NEA grant to fund study on social, economic impact of glassblowing on Farmville
East Carolina University’s College of Fine Arts and Communication has received a $20,000 National Endowment for the Arts grant to research the cultural and economic impact of a glassblowing studio in Farmville.
The NEA announced the awards June 14. ECU was one of 19 organizations in North Carolina to receive the competitive national funding.
The studio, called the GlasStation, is a former service station in Farmville’s historic downtown repurposed as a glassblowing studio and education center. ECU began teaching academic classes and conducting community outreach programs in the facility in January.
The two-year award will primarily fund research by ECU graduate students in anthropology and economics on the social and economic revitalization impact of the GlasStation on Farmville’s business district. Residents will be asked about the GlasStation, how it affects their sense of identity and community cohesion and quality of life. Researchers will also look at how property is used, sold or rented in the historic business district. Surveys, interviews and observation will help provide data for the research.

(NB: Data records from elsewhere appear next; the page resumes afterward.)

//! Timeout wrapper: bounds a single attempt's wall-clock time.

use std::future::Future;
use std::time::Duration;

use crate::error::CoreError;

/// Run `op` under a deadline. On expiry the background future is
/// dropped by `tokio::time::timeout` — best-effort cancellation, per
/// `SPEC_FULL.md` §5: the runtime may still be polling it briefly if
/// it holds no `.await` point, but no further progress is observed by
/// the caller.
pub async fn with_timeout<F, T>(
    op: F,
    duration: Duration,
    name: &str,
) -> Result<T, CoreError>
where
    F: Future<Output = Result<T, CoreError>>,
{
    match tokio::time::timeout(duration, op).await {
        Ok(result) => result,
        Err(_) => Err(CoreError::Timeout {
            name: name.to_string(),
            duration,
        }),
    }
}
//! Graceful degradation: run a fallback instead of (or after) the
//! primary operation (`SPEC_FULL.md` §4.3).

use std::future::Future;
use std::sync::atomic::{AtomicU64, Ordering};

use crate::error::CoreError;

#[derive(Debug, Default)]
pub struct DegradationStats {
    total: AtomicU64,
    degraded: AtomicU64,
}

impl DegradationStats {
    pub fn rate(&self) -> f64 {
        let total = self.total.load(Ordering::Relaxed) as f64;
        if total == 0.0 {
            0.0
        } else {
            self.degraded.load(Ordering::Relaxed) as f64 / total
        }
    }
}

/// Run `primary`, falling back to `fallback` either preemptively (when
/// `should_degrade` returns true) or reactively (on primary failure).
pub async fn with_fallback<P, PFut, F, FFut, T>(
    stats: &DegradationStats,
    should_degrade: impl FnOnce() -> bool,
    primary: P,
    fallback: F,
) -> Result<T, CoreError>
where
    P: FnOnce() -> PFut,
    PFut: Future<Output = Result<T, CoreError>>,
    F: FnOnce() -> FFut,
    FFut: Future<Output = Result<T, CoreError>>,
{
    stats.total.fetch_add(1, Ordering::Relaxed);

    if should_degrade() {
        stats.degraded.fetch_add(1, Ordering::Relaxed);
        return fallback().await;
    }

    match primary().await {
        Ok(value) => Ok(value),
        Err(_) => {
            stats.degraded.fetch_add(1, Ordering::Relaxed);
            fallback().await
        }
    }
}
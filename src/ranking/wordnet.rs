//! WordNet-equivalent synonym/hypernym source.
//!
//! No crate in this corpus wraps a real WordNet database, so this
//! module defines the lookup as a trait (`WordNetSource`) with one
//! implementation backed by a small bundled JSON table of common
//! English words — enough to drive expansion-based recall tests
//! (`SPEC_FULL.md` §8 scenario 2) without a network dependency or a
//! multi-hundred-megabyte database file. A deployment that needs full
//! WordNet coverage can implement the same trait against a real
//! database without touching the ranking engine.

use std::collections::HashMap;

use serde::Deserialize;

/// One entry in the bundled table.
#[derive(Debug, Clone, Deserialize)]
struct WordEntry {
    synonyms: Vec<String>,
    #[serde(default)]
    hypernyms: Vec<String>,
}

pub trait WordNetSource: Send + Sync {
    /// Up to `n` synonyms for `word`, or empty if not a recognised
    /// common word.
    fn synonyms(&self, word: &str, n: usize) -> Vec<String>;

    /// Up to `n` hypernyms (broader terms) for `word`.
    fn hypernyms(&self, word: &str, n: usize) -> Vec<String>;

    /// Whether `word` is present in the source at all — callers use
    /// this to decide whether a term is "a common English word"
    /// before spending expansion budget on it (`SPEC_FULL.md` §4.4
    /// step 2).
    fn contains(&self, word: &str) -> bool;
}

/// Static bundled synonym/hypernym table, loaded once from embedded
/// JSON (`assets/wordnet_table.json`).
pub struct BundledWordNet {
    table: HashMap<String, WordEntry>,
}

const BUNDLED_TABLE_JSON: &str = include_str!("../../assets/wordnet_table.json");

impl BundledWordNet {
    pub fn load() -> Self {
        let table: HashMap<String, WordEntry> =
            serde_json::from_str(BUNDLED_TABLE_JSON).unwrap_or_default();
        Self { table }
    }
}

impl Default for BundledWordNet {
    fn default() -> Self {
        Self::load()
    }
}

impl WordNetSource for BundledWordNet {
    fn synonyms(&self, word: &str, n: usize) -> Vec<String> {
        self.table
            .get(&word.to_lowercase())
            .map(|entry| entry.synonyms.iter().take(n).cloned().collect())
            .unwrap_or_default()
    }

    fn hypernyms(&self, word: &str, n: usize) -> Vec<String> {
        self.table
            .get(&word.to_lowercase())
            .map(|entry| entry.hypernyms.iter().take(n).cloned().collect())
            .unwrap_or_default()
    }

    fn contains(&self, word: &str) -> bool {
        self.table.contains_key(&word.to_lowercase())
    }
}

/// A source with no entries, used when `--with-wordnet` is not
/// passed.
pub struct DisabledWordNet;

impl WordNetSource for DisabledWordNet {
    fn synonyms(&self, _word: &str, _n: usize) -> Vec<String> {
        Vec::new()
    }
    fn hypernyms(&self, _word: &str, _n: usize) -> Vec<String> {
        Vec::new()
    }
    fn contains(&self, _word: &str) -> bool {
        false
    }
}

#[cfg(test)]
mod tests {
    use super::*;

    #[test]
    fn mutex_has_synonyms_and_hypernym() {
        let wn = BundledWordNet::load();
        assert!(wn.contains("mutex"));
        let syns = wn.synonyms("mutex", 3);
        assert!(syns.iter().any(|s| s == "lock" || s == "semaphore"));
        let hyps = wn.hypernyms("mutex", 2);
        assert!(!hyps.is_empty());
    }

    #[test]
    fn unknown_word_is_absent() {
        let wn = BundledWordNet::load();
        assert!(!wn.contains("zzznotaword"));
        assert!(wn.synonyms("zzznotaword", 3).is_empty());
    }

    #[test]
    fn disabled_source_never_expands() {
        let wn = DisabledWordNet;
        assert!(!wn.contains("mutex"));
        assert!(wn.synonyms("mutex", 3).is_empty());
    }

    #[test]
    fn respects_n_cap() {
        let wn = BundledWordNet::load();
        assert!(wn.synonyms("thread", 1).len() <= 1);
    }

    #[test]
    fn synchronization_expands_toward_mutex_and_semaphore() {
        // `SPEC_FULL.md` §8 scenario 2: a query for "thread synchronization"
        // must be able to recall a document that only mentions
        // "mutex"/"semaphore", via this table's expansion of
        // "synchronization" — not just the easier inverse direction.
        let wn = BundledWordNet::load();
        let syns = wn.synonyms("synchronization", 4);
        assert!(syns.iter().any(|s| s == "mutex"));
        assert!(syns.iter().any(|s| s == "semaphore"));
    }
}
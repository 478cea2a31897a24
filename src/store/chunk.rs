//! `ChunkCollection` — the chunks (passages) table.

use std::sync::Arc;

use async_trait::async_trait;
use sqlx::{Row, SqlitePool};

use crate::embedding::{blob_to_vec, vec_to_blob, vector_score};
use crate::error::{CoreError, CoreResult};
use crate::ids;
use crate::models::Chunk;
use crate::resilience::{Profile, ResilientExecutor};

use super::{from_json, map_sqlx_err, to_json, Collection, DistanceRow, Filter};

pub struct ChunkCollection {
    pool: SqlitePool,
    resilience: Arc<ResilientExecutor>,
}

impl ChunkCollection {
    pub fn new(pool: SqlitePool, resilience: Arc<ResilientExecutor>) -> Self {
        Self { pool, resilience }
    }

    pub async fn get(&self, id: u64) -> CoreResult<Option<Chunk>> {
        self.resilience
            .execute(Profile::Database, "chunk_get", || async {
                let row = sqlx::query(
                    r#"SELECT id, catalog_id, chunk_index, text, concepts_json, concept_density, embedding, page
                       FROM chunks WHERE id = ?1"#,
                )
                .bind(ids::to_hex(id))
                .fetch_optional(&self.pool)
                .await
                .map_err(map_sqlx_err)?;

                Ok(row.map(|r| row_to_chunk(&r)))
            })
            .await
    }

    /// All chunks belonging to one document, ordered by `chunk_index`.
    pub async fn by_catalog_id(&self, catalog_id: u64) -> CoreResult<Vec<Chunk>> {
        self.resilience
            .execute(Profile::Database, "chunk_by_catalog_id", || async {
                let rows = sqlx::query(
                    r#"SELECT id, catalog_id, chunk_index, text, concepts_json, concept_density, embedding, page
                       FROM chunks WHERE catalog_id = ?1 ORDER BY chunk_index ASC"#,
                )
                .bind(ids::to_hex(catalog_id))
                .fetch_all(&self.pool)
                .await
                .map_err(map_sqlx_err)?;

                Ok(rows.iter().map(row_to_chunk).collect())
            })
            .await
    }

    /// Chunks whose `concepts` list contains `concept_name`
    /// (case-insensitive), the filter-based lookup the concept-search
    /// correctness rule mandates (`SPEC_FULL.md` §4.4) — never a
    /// vector-similarity search against the concept's own embedding.
    pub async fn containing_concept(&self, concept_name: &str) -> CoreResult<Vec<Chunk>> {
        let all = self.filter_query(&Filter::All, usize::MAX).await?;
        let needle = concept_name.to_lowercase();
        Ok(all
            .into_iter()
            .filter(|c| c.concepts.iter().any(|name| name.to_lowercase() == needle))
            .collect())
    }

    pub async fn find_all(&self) -> CoreResult<Vec<Chunk>> {
        self.filter_query(&Filter::All, usize::MAX).await
    }
}

fn row_to_chunk(row: &sqlx::sqlite::SqliteRow) -> Chunk {
    let id_hex: String = row.get("id");
    let catalog_hex: String = row.get("catalog_id");
    let embedding: Option<Vec<u8>> = row.get("embedding");
    Chunk {
        id: u64::from_str_radix(&id_hex, 16).unwrap_or(0),
        catalog_id: u64::from_str_radix(&catalog_hex, 16).unwrap_or(0),
        chunk_index: row.get::<i64, _>("chunk_index") as usize,
        text: row.get("text"),
        concepts: from_json(row.get::<String, _>("concepts_json").as_str()),
        concept_density: row.get::<f64, _>("concept_density") as f32,
        embedding: embedding.map(|b| blob_to_vec(&b)).unwrap_or_default(),
        page: row.get::<Option<i64>, _>("page").map(|p| p as u32),
    }
}

#[async_trait]
impl Collection for ChunkCollection {
    type Item = Chunk;

    async fn vector_search(
        &self,
        query_vec: &[f32],
        limit: usize,
    ) -> CoreResult<Vec<DistanceRow<Chunk>>> {
        let chunks = self.find_all().await?;
        let mut scored: Vec<DistanceRow<Chunk>> = chunks
            .into_iter()
            .filter(|c| !c.embedding.is_empty())
            .map(|c| {
                let distance = 1.0 - vector_score(query_vec, &c.embedding);
                DistanceRow { item: c, distance }
            })
            .collect();
        scored.sort_by(|a, b| a.distance.total_cmp(&b.distance));
        scored.truncate(limit);
        Ok(scored)
    }

    async fn filter_query(&self, filter: &Filter, limit: usize) -> CoreResult<Vec<Chunk>> {
        let limit_i64 = if limit == usize::MAX {
            i64::MAX
        } else {
            limit as i64
        };

        match filter {
            Filter::IdEq(id) => return Ok(self.get(*id).await?.into_iter().collect()),
            Filter::CatalogIdEq(catalog_id) => {
                return self.by_catalog_id(*catalog_id).await.map(|mut v| {
                    v.truncate(limit);
                    v
                })
            }
            Filter::SourceEq(_) | Filter::NameEq(_) => {
                return Err(CoreError::validation(
                    "SourceEq/NameEq filters are not meaningful on the chunk collection directly",
                ));
            }
            _ => {}
        }

        let rows = self
            .resilience
            .execute(Profile::Database, "chunk_filter_query", || async {
                let rows = match filter {
                    Filter::All => sqlx::query(
                        r#"SELECT id, catalog_id, chunk_index, text, concepts_json, concept_density, embedding, page
                           FROM chunks LIMIT ?1"#,
                    )
                    .bind(limit_i64)
                    .fetch_all(&self.pool)
                    .await
                    .map_err(map_sqlx_err)?,
                    Filter::IdIn(ids_list) => {
                        let hexes: Vec<String> = ids_list.iter().map(|i| ids::to_hex(*i)).collect();
                        let placeholders = hexes.iter().map(|_| "?").collect::<Vec<_>>().join(",");
                        let sql = format!(
                            r#"SELECT id, catalog_id, chunk_index, text, concepts_json, concept_density, embedding, page
                               FROM chunks WHERE id IN ({placeholders}) LIMIT {limit_i64}"#
                        );
                        let mut q = sqlx::query(&sql);
                        for h in &hexes {
                            q = q.bind(h);
                        }
                        q.fetch_all(&self.pool).await.map_err(map_sqlx_err)?
                    }
                    Filter::TextContains(needle) => {
                        let pattern = format!("%{}%", needle.to_lowercase());
                        sqlx::query(
                            r#"SELECT id, catalog_id, chunk_index, text, concepts_json, concept_density, embedding, page
                               FROM chunks WHERE lower(text) LIKE ?1 LIMIT ?2"#,
                        )
                        .bind(pattern)
                        .bind(limit_i64)
                        .fetch_all(&self.pool)
                        .await
                        .map_err(map_sqlx_err)?
                    }
                    Filter::IdEq(_) | Filter::CatalogIdEq(_) | Filter::SourceEq(_) | Filter::NameEq(_) => {
                        unreachable!("handled before entering the resilience-wrapped query above")
                    }
                };
                Ok(rows)
            })
            .await?;

        Ok(rows.iter().map(row_to_chunk).collect())
    }

    async fn batch_upsert(&self, items: &[Chunk]) -> CoreResult<()> {
        self.resilience
            .execute(Profile::Database, "chunk_batch_upsert", || async {
                let mut tx = self.pool.begin().await.map_err(map_sqlx_err)?;

                for chunk in items {
                    let embedding_blob = if chunk.embedding.is_empty() {
                        None
                    } else {
                        Some(vec_to_blob(&chunk.embedding))
                    };

                    sqlx::query(
                        r#"INSERT INTO chunks
                             (id, catalog_id, chunk_index, text, concepts_json, concept_density, embedding, page)
                           VALUES (?1, ?2, ?3, ?4, ?5, ?6, ?7, ?8)
                           ON CONFLICT(id) DO UPDATE SET
                             text = excluded.text,
                             concepts_json = excluded.concepts_json,
                             concept_density = excluded.concept_density,
                             embedding = excluded.embedding,
                             page = excluded.page"#,
                    )
                    .bind(ids::to_hex(chunk.id))
                    .bind(ids::to_hex(chunk.catalog_id))
                    .bind(chunk.chunk_index as i64)
                    .bind(&chunk.text)
                    .bind(to_json(&chunk.concepts))
                    .bind(chunk.concept_density as f64)
                    .bind(embedding_blob)
                    .bind(chunk.page.map(|p| p as i64))
                    .execute(&mut *tx)
                    .await
                    .map_err(map_sqlx_err)?;

                    sqlx::query("DELETE FROM chunks_fts WHERE chunk_id = ?1")
                        .bind(ids::to_hex(chunk.id))
                        .execute(&mut *tx)
                        .await
                        .map_err(map_sqlx_err)?;
                    sqlx::query("INSERT INTO chunks_fts (chunk_id, catalog_id, text) VALUES (?1, ?2, ?3)")
                        .bind(ids::to_hex(chunk.id))
                        .bind(ids::to_hex(chunk.catalog_id))
                        .bind(&chunk.text)
                        .execute(&mut *tx)
                        .await
                        .map_err(map_sqlx_err)?;
                }

                tx.commit().await.map_err(map_sqlx_err)?;
                Ok(())
            })
            .await
    }

    async fn batch_delete(&self, ids_list: &[u64]) -> CoreResult<()> {
        self.resilience
            .execute(Profile::Database, "chunk_batch_delete", || async {
                let mut tx = self.pool.begin().await.map_err(map_sqlx_err)?;
                for id in ids_list {
                    sqlx::query("DELETE FROM chunks WHERE id = ?1")
                        .bind(ids::to_hex(*id))
                        .execute(&mut *tx)
                        .await
                        .map_err(map_sqlx_err)?;
                    sqlx::query("DELETE FROM chunks_fts WHERE chunk_id = ?1")
                        .bind(ids::to_hex(*id))
                        .execute(&mut *tx)
                        .await
                        .map_err(map_sqlx_err)?;
                }
                tx.commit().await.map_err(map_sqlx_err)?;
                Ok(())
            })
            .await
    }

    async fn count(&self) -> CoreResult<u64> {
        self.resilience
            .execute(Profile::Database, "chunk_count", || async {
                let count: i64 = sqlx::query_scalar("SELECT COUNT(*) FROM chunks")
                    .fetch_one(&self.pool)
                    .await
                    .map_err(map_sqlx_err)?;
                Ok(count as u64)
            })
            .await
    }
}

/// Replace all chunks belonging to one document in a single
/// transaction — used when re-chunking or re-enriching a document so
/// stale chunk rows from a previous, differently-sized chunking pass
/// don't linger.
pub async fn replace_for_catalog(
    pool: &SqlitePool,
    resilience: &ResilientExecutor,
    catalog_id: u64,
    chunks: &[Chunk],
) -> CoreResult<()> {
    resilience
        .execute(Profile::Database, "chunk_replace_for_catalog", || async {
            let mut tx = pool.begin().await.map_err(map_sqlx_err)?;

            sqlx::query("DELETE FROM chunks_fts WHERE catalog_id = ?1")
                .bind(ids::to_hex(catalog_id))
                .execute(&mut *tx)
                .await
                .map_err(map_sqlx_err)?;
            sqlx::query("DELETE FROM chunks WHERE catalog_id = ?1")
                .bind(ids::to_hex(catalog_id))
                .execute(&mut *tx)
                .await
                .map_err(map_sqlx_err)?;

            for chunk in chunks {
                let embedding_blob = if chunk.embedding.is_empty() {
                    None
                } else {
                    Some(vec_to_blob(&chunk.embedding))
                };
                sqlx::query(
                    r#"INSERT INTO chunks
                         (id, catalog_id, chunk_index, text, concepts_json, concept_density, embedding, page)
                       VALUES (?1, ?2, ?3, ?4, ?5, ?6, ?7, ?8)"#,
                )
                .bind(ids::to_hex(chunk.id))
                .bind(ids::to_hex(chunk.catalog_id))
                .bind(chunk.chunk_index as i64)
                .bind(&chunk.text)
                .bind(to_json(&chunk.concepts))
                .bind(chunk.concept_density as f64)
                .bind(embedding_blob)
                .bind(chunk.page.map(|p| p as i64))
                .execute(&mut *tx)
                .await
                .map_err(map_sqlx_err)?;

                sqlx::query("INSERT INTO chunks_fts (chunk_id, catalog_id, text) VALUES (?1, ?2, ?3)")
                    .bind(ids::to_hex(chunk.id))
                    .bind(ids::to_hex(catalog_id))
                    .bind(&chunk.text)
                    .execute(&mut *tx)
                    .await
                    .map_err(map_sqlx_err)?;
            }

            tx.commit().await.map_err(map_sqlx_err)?;
            Ok(())
        })
        .await
}
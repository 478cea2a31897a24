//! Per-signal scoring and weighted fusion (`SPEC_FULL.md` §4.4 steps
//! 3-5). The storage layer returns raw rows; everything here is pure
//! computation over `(query, expanded terms, candidate)` — no I/O.

use crate::config::RankingConfig;
use crate::models::{ComponentScores, ExpandedTerm, ExpansionSource};

const BM25_K1: f32 = 1.5;
const BM25_B: f32 = 0.75;

fn word_count(text: &str, term: &str) -> usize {
    let lower = text.to_lowercase();
    let needle = term.to_lowercase();
    if needle.is_empty() {
        return 0;
    }
    lower.matches(needle.as_str()).count()
}

fn contains_word_boundary(text: &str, term: &str) -> bool {
    let lower = text.to_lowercase();
    let needle = term.to_lowercase();
    if needle.is_empty() {
        return false;
    }
    let mut start = 0;
    while let Some(pos) = lower[start..].find(needle.as_str()) {
        let abs = start + pos;
        let before_ok = abs == 0
            || !lower.as_bytes()[abs - 1].is_ascii_alphanumeric();
        let after = abs + needle.len();
        let after_ok = after >= lower.len() || !lower.as_bytes()[after].is_ascii_alphanumeric();
        if before_ok && after_ok {
            return true;
        }
        start = abs + 1;
    }
    false
}

/// Standard BM25 over `candidate_texts`, scored for `text` against the
/// expansion-weighted term set, normalized by `tanh(raw / b)`.
pub fn bm25_score(
    text: &str,
    candidate_texts: &[&str],
    expanded: &[ExpandedTerm],
    b_normalizer: f32,
) -> f32 {
    if candidate_texts.is_empty() || expanded.is_empty() {
        return 0.0;
    }

    let n = candidate_texts.len() as f32;
    let avg_doc_len: f32 = candidate_texts
        .iter()
        .map(|t| t.split_whitespace().count() as f32)
        .sum::<f32>()
        / n;
    let doc_len = text.split_whitespace().count() as f32;

    let mut raw = 0.0f32;
    for expanded_term in expanded {
        let df = candidate_texts
            .iter()
            .filter(|t| word_count(t, &expanded_term.term) > 0)
            .count() as f32;
        let idf = ((n - df + 0.5) / (df + 0.5) + 1.0).ln().max(0.0);
        let tf = word_count(text, &expanded_term.term) as f32;
        if tf == 0.0 {
            continue;
        }
        let denom = tf + BM25_K1 * (1.0 - BM25_B + BM25_B * doc_len / avg_doc_len.max(1.0));
        raw += expanded_term.weight * idf * (tf * (BM25_K1 + 1.0)) / denom.max(1e-6);
    }

    (raw / b_normalizer.max(1e-6)).tanh().clamp(0.0, 1.0)
}

/// Fraction of original query terms appearing (word-boundary aware,
/// case-insensitive) in `title_or_source`, +0.25 bonus if all are
/// present, clamped to `[0,1]`.
pub fn title_score(title_or_source: &str, original_terms: &[String]) -> f32 {
    if original_terms.is_empty() {
        return 0.0;
    }
    let matched = original_terms
        .iter()
        .filter(|t| contains_word_boundary(title_or_source, t))
        .count();
    let fraction = matched as f32 / original_terms.len() as f32;
    let bonus = if matched == original_terms.len() {
        0.25
    } else {
        0.0
    };
    (fraction + bonus).clamp(0.0, 1.0)
}

/// `|expanded_terms ∩ row.concepts| / max(1, |original_terms|)`,
/// clamped to `[0,1]`.
pub fn concept_score(
    row_concepts: &[String],
    expanded: &[ExpandedTerm],
    original_terms: &[String],
) -> f32 {
    let row_lower: Vec<String> = row_concepts.iter().map(|c| c.to_lowercase()).collect();
    let matched = expanded
        .iter()
        .filter(|e| row_lower.iter().any(|c| c == &e.term.to_lowercase()))
        .count();
    let denom = original_terms.len().max(1) as f32;
    (matched as f32 / denom).clamp(0.0, 1.0)
}

/// Fraction of WordNet-added terms (synonym or hypernym weight) that
/// appear in the row's text.
pub fn wordnet_score(text: &str, expanded: &[ExpandedTerm]) -> f32 {
    let wordnet_terms: Vec<&ExpandedTerm> = expanded
        .iter()
        .filter(|e| {
            matches!(
                e.source,
                ExpansionSource::WordNetSynonym | ExpansionSource::WordNetHypernym
            )
        })
        .collect();

    if wordnet_terms.is_empty() {
        return 0.0;
    }

    let matched = wordnet_terms
        .iter()
        .filter(|e| contains_word_boundary(text, &e.term))
        .count();

    (matched as f32 / wordnet_terms.len() as f32).clamp(0.0, 1.0)
}

/// Fused hybrid score per the fixed (default) weight vector, or
/// whatever weights the caller's config carries.
pub fn fuse(scores: ComponentScores, config: &RankingConfig) -> f32 {
    (config.weight_vector * scores.vector_score
        + config.weight_bm25 * scores.bm25_score
        + config.weight_title * scores.title_score
        + config.weight_concept * scores.concept_score
        + config.weight_wordnet * scores.wordnet_score)
        .clamp(0.0, 1.0)
}

/// Tie-break comparator: higher hybrid wins; ties by higher
/// concept_score, then higher vector_score, then lexicographic id.
pub fn tie_break_cmp(
    a: (f32, &ComponentScores, u64),
    b: (f32, &ComponentScores, u64),
) -> std::cmp::Ordering {
    b.0.total_cmp(&a.0)
        .then_with(|| b.1.concept_score.total_cmp(&a.1.concept_score))
        .then_with(|| b.1.vector_score.total_cmp(&a.1.vector_score))
        .then_with(|| a.2.cmp(&b.2))
}

#[cfg(test)]
mod tests {
    use super::*;

    fn term(t: &str, w: f32, s: ExpansionSource) -> ExpandedTerm {
        ExpandedTerm {
            term: t.to_string(),
            weight: w,
            source: s,
        }
    }

    #[test]
    fn title_score_full_match_gets_bonus() {
        let score = title_score("Mutex and Semaphore Basics", &["mutex".into(), "semaphore".into()]);
        assert!((score - 1.0).abs() < 1e-6);
    }

    #[test]
    fn title_score_partial_match() {
        let score = title_score("Mutex Basics", &["mutex".into(), "semaphore".into()]);
        assert!((score - 0.5).abs() < 1e-6);
    }

    #[test]
    fn title_score_no_match_is_zero() {
        let score = title_score("Unrelated Topic", &["mutex".into()]);
        assert_eq!(score, 0.0);
    }

    #[test]
    fn word_boundary_rejects_partial_word() {
        assert!(!contains_word_boundary("semaphoreX", "semaphore"));
        assert!(contains_word_boundary("a semaphore here", "semaphore"));
    }

    #[test]
    fn concept_score_counts_overlap_against_original_terms() {
        let expanded = vec![
            term("mutex", 1.0, ExpansionSource::Original),
            term("lock", 0.6, ExpansionSource::WordNetSynonym),
        ];
        let score = concept_score(
            &["mutex".to_string(), "semaphore".to_string()],
            &expanded,
            &["mutex".to_string()],
        );
        assert!((score - 1.0).abs() < 1e-6);
    }

    #[test]
    fn wordnet_score_only_counts_wordnet_sourced_terms() {
        let expanded = vec![
            term("mutex", 1.0, ExpansionSource::Original),
            term("lock", 0.6, ExpansionSource::WordNetSynonym),
            term("latch", 0.4, ExpansionSource::WordNetHypernym),
        ];
        let score = wordnet_score("uses a lock internally", &expanded);
        assert!((score - 0.5).abs() < 1e-6);
    }

    #[test]
    fn bm25_prefers_document_with_more_term_occurrences() {
        let expanded = vec![term("mutex", 1.0, ExpansionSource::Original)];
        let candidates = vec!["mutex mutex mutex lock", "unrelated text about cats"];
        let high = bm25_score(candidates[0], &candidates, &expanded, 10.0);
        let low = bm25_score(candidates[1], &candidates, &expanded, 10.0);
        assert!(high > low);
    }

    #[test]
    fn fuse_matches_default_weight_vector() {
        let config = RankingConfig::default();
        let scores = ComponentScores {
            vector_score: 1.0,
            bm25_score: 1.0,
            title_score: 1.0,
            concept_score: 1.0,
            wordnet_score: 1.0,
        };
        assert!((fuse(scores, &config) - 1.0).abs() < 1e-6);
    }

    #[test]
    fn tie_break_prefers_higher_concept_score_on_equal_hybrid() {
        let a = ComponentScores {
            concept_score: 0.9,
            vector_score: 0.1,
            ..Default::default()
        };
        let b = ComponentScores {
            concept_score: 0.1,
            vector_score: 0.9,
            ..Default::default()
        };
        let ordering = tie_break_cmp((0.5, &a, 2), (0.5, &b, 1));
        assert_eq!(ordering, std::cmp::Ordering::Less);
    }
}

The GlasStation is a cooperative community venture between the Farmville Group, a volunteer economic development association interested in growing the local economy through the arts, the Tabitha M. DeVisconti Trust and ECU.
Kate Bukoski, director of ECU’s School of Art and Design, is the lead principal investigator of the study. Christine Avenarius and David Griffiths of the Department of Anthropology and Chun Kuang of the Department of Economics are co-principal investigators. Michael Crane of the College of Fine Arts and Communication also is an investigator.